Peter Skandalakis, el nuevo fiscal encargado del caso sobre presunta interferencia electoral en el estado de Georgia, desestimó este miércoles los cargos contra el expresidente Donald Trump y los 18 coacusados.
Skandalakis asumió el caso tras la destitución de la fiscal Fani Willis por un supuesto “conflicto de intereses” relacionado con su relación con el fiscal especial Nathan Wade. En un documento de 23 páginas, el fiscal explicó que retiró el caso “para servir a los intereses de la justicia y promover la firmeza judicial”.
“En mi opinión profesional, no es beneficioso para los ciudadanos de Georgia continuar con este caso durante otros cinco a diez años”, escribió Skandalakis, alegando que el estado carece “de los recursos necesarios para llevar a cabo múltiples juicios”.
El fiscal reconoció la complejidad del caso, que incluye cuestiones constitucionales, la cláusula de supremacía, inmunidad, jurisdicción, juicios rápidos y acceso a registros federales. Añadió que separar el juicio de Trump del resto de los coacusados sería “ilógico” y costoso tanto para el estado como para el condado de Fulton.
Skandalakis defendió su decisión: “No se basa en el deseo de promover una agenda, sino en mis convicciones y comprensión de la ley”. Además, advirtió que iniciar juicios inmediatos para los acusados restantes desviaría atención crítica de otras misiones y generaría una carga financiera insostenible.
El abogado de Trump, Steve Sadow, celebró la decisión en X, afirmando que la “persecución política” iniciada por Willis “finalmente ha terminado”. Añadió que “un fiscal justo e imparcial ha puesto fin a esta guerra legal”.
El juez del condado de Fulton, Scott McAfee, también emitió un fallo confirmando que el caso queda “desestimado en su totalidad” tras la retirada de los cargos.
Trump y sus colaboradores enfrentaban acusaciones de presionar ilegalmente a funcionarios estatales para anular su derrota frente al expresidente Joe Biden en las elecciones de 2020. Entre los acusados estaban John Eastman, Rudy Giuliani y Mark Meadows. El expresidente siempre calificó la investigación de “caza de brujas”.

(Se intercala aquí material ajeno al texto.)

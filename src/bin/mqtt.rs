use std::time::Duration;

use anyhow::bail;
use clap::Parser;
use gridwatch::{
    config::{Config, read_config_file},
    logging,
    monitors::bus::run_subscriber,
    sink::{ResilientSink, connector_from_config},
    util::{shutdown_channel, trigger_on_signal},
};
use tracing::{Instrument, trace, warn};

/// Forward sensor readings from the message bus into the store
#[derive(Debug, Clone, Parser)]
struct Args {
    /// Config file
    #[arg(short)]
    file: String,
}

#[tokio::main]
async fn main() -> anyhow::Result<()> {
    dotenv::dotenv().ok();
    let args = Args::parse();
    let config = read_config_file(&args.file)?;
    let span = logging::init(
        "gridwatch-mqtt",
        logging::parse_level(config.log_level.as_deref()),
    );

    run(args, config).instrument(span).await
}

async fn run(args: Args, config: Config) -> anyhow::Result<()> {
    trace!("started with args: {args:?}");

    let Some(bus) = config.mqtt else {
        bail!("no mqtt section in {}", args.file);
    };
    if bus.topics.iter().all(|topic| topic.trim().is_empty()) {
        warn!("no topics configured, nothing will be received");
    }

    let timeout = Duration::from_secs(bus.timeout);
    let sink = ResilientSink::new(
        connector_from_config(&config.sink, timeout),
        &bus.database,
        timeout,
    );

    let (trigger, shutdown) = shutdown_channel();
    trigger_on_signal(trigger);

    run_subscriber(bus, sink, shutdown).await;
    Ok(())
}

Los supuestos delitos se remontan a los meses posteriores a las elecciones de 2020, cuando Trump buscó revertir el resultado, incluida una llamada polémica al secretario de Estado de Georgia, Brad Raffensperger, instándole a “encontrar” los votos que le faltaban. Un jurado de Georgia había presentado 41 cargos penales contra Trump y sus coacusados.